Sì, e con grande soddisfazione.
Poi sapevo che le scuole, le scuole medie, avevano incominciato ad accettare l’insegnante di musica. Noi avevamo tutti i requisiti perché avevamo il nostro diploma, bastava fare l’abilitazione e potevamo avere un lavoro sicuro. Io su questo contavo molto, anche perché nel mio paese avevano appena costruito una scuola media e quindi la possibilità c’era.
In attesa facevo delle lezioni private e mi preparavo ad affrontare il mondo: il mondo della scuola, da un punto di vista del tutto nuovo per me, e il mondo in se stesso.
Bisogna avere forza, coraggio e tanta coscienza del proprio essere e dell’essere degli altri per poter dare senso alla vita. Lavoravo anche su questo piano, nonostante fossi sola e non avessi altre persone accanto, che mi consigliassero. Io ho avuto la fortuna, e la sfortuna, per tutta la vita, fin da bambina, di dovermi arrangiare da sola, sempre.

Quando tu dici “affrontare il mondo” vuoi parlare della difficoltà, che tutti possiamo provare, di comprensione, di comunicazione, di capire fino in fondo quali sono i bisogni nostri e degli altri.

Le aspirazioni, le speranze, i desideri, le voglie… tutto, tutto di un ragazzo giovane

Anche quello di farsi una famiglia.

Certo, di formarsi una famiglia. E il primo momento, il sentimento d’amore, e quindi la paura di essere, non solo criticata, ma anche qualcosa di più: «Cosa crede di essere, dove pensa di arrivare…».
E il non poter esprimere tutte queste cose ai familiari; forse loro avrebbero capito, ma il mio pudore mi bloccava.
Perché è stato un po’ un handicap, per me, il fatto di non avere una sorella, di essere sola con dei fratelli molto affettuosi, molto cari, ma… ragazzi, con i quali non potevo confidarmi.
E così comincio la mia vita fuori dall’istituto, nella famiglia, sempre con una salute molto delicata…

Perché, ricordiamo, avevi sempre dei dolori alla schiena e portavi il busto. Lo portavi ancora?
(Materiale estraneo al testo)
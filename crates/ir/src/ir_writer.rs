//! Human-readable program dumps.
use std::{fmt, io};

use crate::block::{Block, Primitive, TagBranch, TokenBranch, TokenPat, TypedBlock};
use crate::program::Program;
use crate::subst::Subst;

impl fmt::Display for Subst {
    fn fmt(&self, f: &mut fmt::Formatter<'_>) -> fmt::Result {
        for (i, (r, v)) in self.iter().enumerate() {
            if i != 0 {
                write!(f, ", ")?;
            }
            write!(f, "{r} = {v}")?;
        }
        Ok(())
    }
}

impl fmt::Display for Primitive {
    fn fmt(&self, f: &mut fmt::Formatter<'_>) -> fmt::Result {
        match self {
            Primitive::HostCall(name, args) => {
                write!(f, "{name}(")?;
                for (i, arg) in args.iter().enumerate() {
                    if i != 0 {
                        write!(f, ", ")?;
                    }
                    write!(f, "{arg}")?;
                }
                write!(f, ")")
            }
            Primitive::FieldAccess(v, field) => write!(f, "{v}.{field}"),
            Primitive::DummyPos => write!(f, "dummy_pos"),
            Primitive::Action(id, bindings) => {
                if bindings.is_empty() {
                    write!(f, "{id}")
                } else {
                    write!(f, "{id} [{bindings}]")
                }
            }
        }
    }
}

pub struct ProgramWriter<'a> {
    program: &'a Program,
    level: usize,
}

impl<'a> ProgramWriter<'a> {
    pub fn new(program: &'a Program) -> Self {
        Self { program, level: 0 }
    }

    pub fn write(&mut self, mut w: impl io::Write) -> io::Result<()> {
        for (nt, label) in &self.program.entry {
            writeln!(w, "entry {nt} -> {label}")?;
        }
        for (label, typed) in &self.program.cfg {
            writeln!(w)?;
            self.write_typed_block_head(label.as_str(), typed, &mut w)?;
            self.level += 1;
            self.write_block(&typed.block, &mut w)?;
            self.level -= 1;
            writeln!(w, "}}")?;
        }
        Ok(())
    }

    pub fn dump_string(&mut self) -> String {
        let mut buf = Vec::new();
        self.write(&mut buf).expect("writing to a Vec cannot fail");
        String::from_utf8(buf).expect("program dumps are valid utf-8")
    }

    fn write_typed_block_head(
        &mut self,
        name: &str,
        typed: &TypedBlock,
        w: &mut impl io::Write,
    ) -> io::Result<()> {
        self.indent(w)?;
        write!(w, "block {name} (needs ")?;
        for (i, r) in typed.needed_registers.iter().enumerate() {
            if i != 0 {
                write!(w, ", ")?;
            }
            write!(w, "{r}")?;
        }
        write!(w, ")")?;
        if !typed.stack_type.is_empty() {
            write!(w, " stack")?;
            for cell in &typed.stack_type {
                write!(w, " {cell}")?;
            }
        }
        if let Some(final_type) = typed.final_type {
            write!(w, " -> {final_type}")?;
        }
        writeln!(w, " {{")
    }

    fn write_block(&mut self, block: &Block, w: &mut impl io::Write) -> io::Result<()> {
        match block {
            Block::Need(rs, k) => {
                self.indent(w)?;
                write!(w, "need {{")?;
                for (i, r) in rs.iter().enumerate() {
                    if i != 0 {
                        write!(w, ", ")?;
                    }
                    write!(w, "{r}")?;
                }
                writeln!(w, "}}")?;
                self.write_block(k, w)
            }
            Block::Push(v, cell, k) => {
                self.indent(w)?;
                writeln!(w, "push {v} {cell}")?;
                self.write_block(k, w)
            }
            Block::Pop(p, k) => {
                self.indent(w)?;
                writeln!(w, "pop {p}")?;
                self.write_block(k, w)
            }
            Block::Def(bindings, k) => {
                self.indent(w)?;
                writeln!(w, "def {bindings}")?;
                self.write_block(k, w)
            }
            Block::Prim(r, p, k) => {
                self.indent(w)?;
                writeln!(w, "{r} = prim {p}")?;
                self.write_block(k, w)
            }
            Block::Trace(msg, k) => {
                self.indent(w)?;
                writeln!(w, "trace {msg:?}")?;
                self.write_block(k, w)
            }
            Block::Comment(msg, k) => {
                self.indent(w)?;
                writeln!(w, "// {msg}")?;
                self.write_block(k, w)
            }
            Block::Die => {
                self.indent(w)?;
                writeln!(w, "die")
            }
            Block::Return(r) => {
                self.indent(w)?;
                writeln!(w, "return {r}")
            }
            Block::Jump(bindings, label) => {
                self.indent(w)?;
                if bindings.is_empty() {
                    writeln!(w, "jump {label}")
                } else {
                    writeln!(w, "jump {label} with {bindings}")
                }
            }
            Block::CaseToken(r, branches, default) => {
                self.indent(w)?;
                writeln!(w, "case token {r} {{")?;
                self.level += 1;
                for TokenBranch { pat, body } in branches {
                    self.indent(w)?;
                    match pat {
                        TokenPat::Single(tok, payload) => writeln!(w, "{tok}({payload}) ->")?,
                        TokenPat::Multiple(toks) => {
                            for (i, tok) in toks.iter().enumerate() {
                                if i != 0 {
                                    write!(w, " | ")?;
                                }
                                write!(w, "{tok}")?;
                            }
                            writeln!(w, " ->")?;
                        }
                    }
                    self.level += 1;
                    self.write_block(body, w)?;
                    self.level -= 1;
                }
                if let Some(d) = default {
                    self.indent(w)?;
                    writeln!(w, "_ ->")?;
                    self.level += 1;
                    self.write_block(d, w)?;
                    self.level -= 1;
                }
                self.level -= 1;
                self.indent(w)?;
                writeln!(w, "}}")
            }
            Block::CaseTag(r, branches) => {
                self.indent(w)?;
                writeln!(w, "case tag {r} {{")?;
                self.level += 1;
                for TagBranch { tags, body } in branches {
                    self.indent(w)?;
                    for (i, tag) in tags.iter().enumerate() {
                        if i != 0 {
                            write!(w, " | ")?;
                        }
                        write!(w, "{tag}")?;
                    }
                    writeln!(w, " ->")?;
                    self.level += 1;
                    self.write_block(body, w)?;
                    self.level -= 1;
                }
                self.level -= 1;
                self.indent(w)?;
                writeln!(w, "}}")
            }
            Block::TypedBlock(t) => {
                let name = t.name.as_deref().unwrap_or("<inlined>");
                self.write_typed_block_head(name, t, w)?;
                self.level += 1;
                self.write_block(&t.block, w)?;
                self.level -= 1;
                self.indent(w)?;
                writeln!(w, "}}")
            }
        }
    }

    fn indent(&self, w: &mut impl io::Write) -> io::Result<()> {
        for _ in 0..self.level {
            write!(w, "    ")?;
        }
        Ok(())
    }
}

#[cfg(test)]
mod tests {
    use super::*;
    use crate::block::{jump, push, TypedBlock};
    use crate::cell::Cell;
    use crate::value::{Label, Nonterminal, RegisterSet, Tag, Value};

    #[test]
    fn dump_mentions_entries_and_labels() {
        let mut program = Program::new();
        let label = Label::new("run_main");
        program.entry.insert(Nonterminal(0), label.clone());
        program.cfg.insert(
            label,
            TypedBlock {
                block: Box::new(push(Value::Tag(Tag(3)), Cell::state(), jump(Label::new("run_main")))),
                stack_type: Vec::new(),
                final_type: None,
                needed_registers: RegisterSet::new(),
                has_case_tag: false,
                name: None,
            },
        );

        let dump = ProgramWriter::new(&program).dump_string();
        assert!(dump.contains("entry nt0 -> run_main"));
        assert!(dump.contains("push s3"));
        assert!(dump.contains("jump run_main"));
    }
}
Sì, lo dovevo portare sempre.
L’ho tolto dopo un paio d’anni che ero a casa, poco prima del mio viaggio a Lourdes.
Un viaggio che vorrei raccontare.
Un gruppo di infermiere dell’ospedale psichiatrico di Vicenza, che facevano parte di un’associazione interna dell’Azione Cattolica, mi avevano offerto questo viaggio. Io ero un po’ restia, ma in tanti mi hanno convinta: mi dicevano «Va, va…» e così ho deciso di andare
Ma pochi giorni prima… è stato, come si dice, un lampo a ciel sereno: io ero a casa da sola, in cortile; la mamma era andata a prendere l’acqua, perché allora non avevamo l’acqua in casa.
All’improvviso un grandissimo tuono, un gran fulmine, tutta luce, tutta elettricità. Ha anche ucciso un ragazzo, in una fabbrica di Ponte di Barbarano, che aveva un ferro in spalla che ha attratto la scarica.
Io ho preso uno spavento terribile.

I temporali da sempre ti spaventavano.

Però per quel gran spavento per il mio cuore, già un po’ affannato, sono cominciate le aritmie. E non sapevo più se andare.
È successo il 3 settembre ed io dovevo partire per Lourdes il 26; sono stata sempre male in quel periodo a causa delle aritmie continue… Il 26 sono partita lo stesso e per essere più comoda ho pensato di non indossare il corsetto.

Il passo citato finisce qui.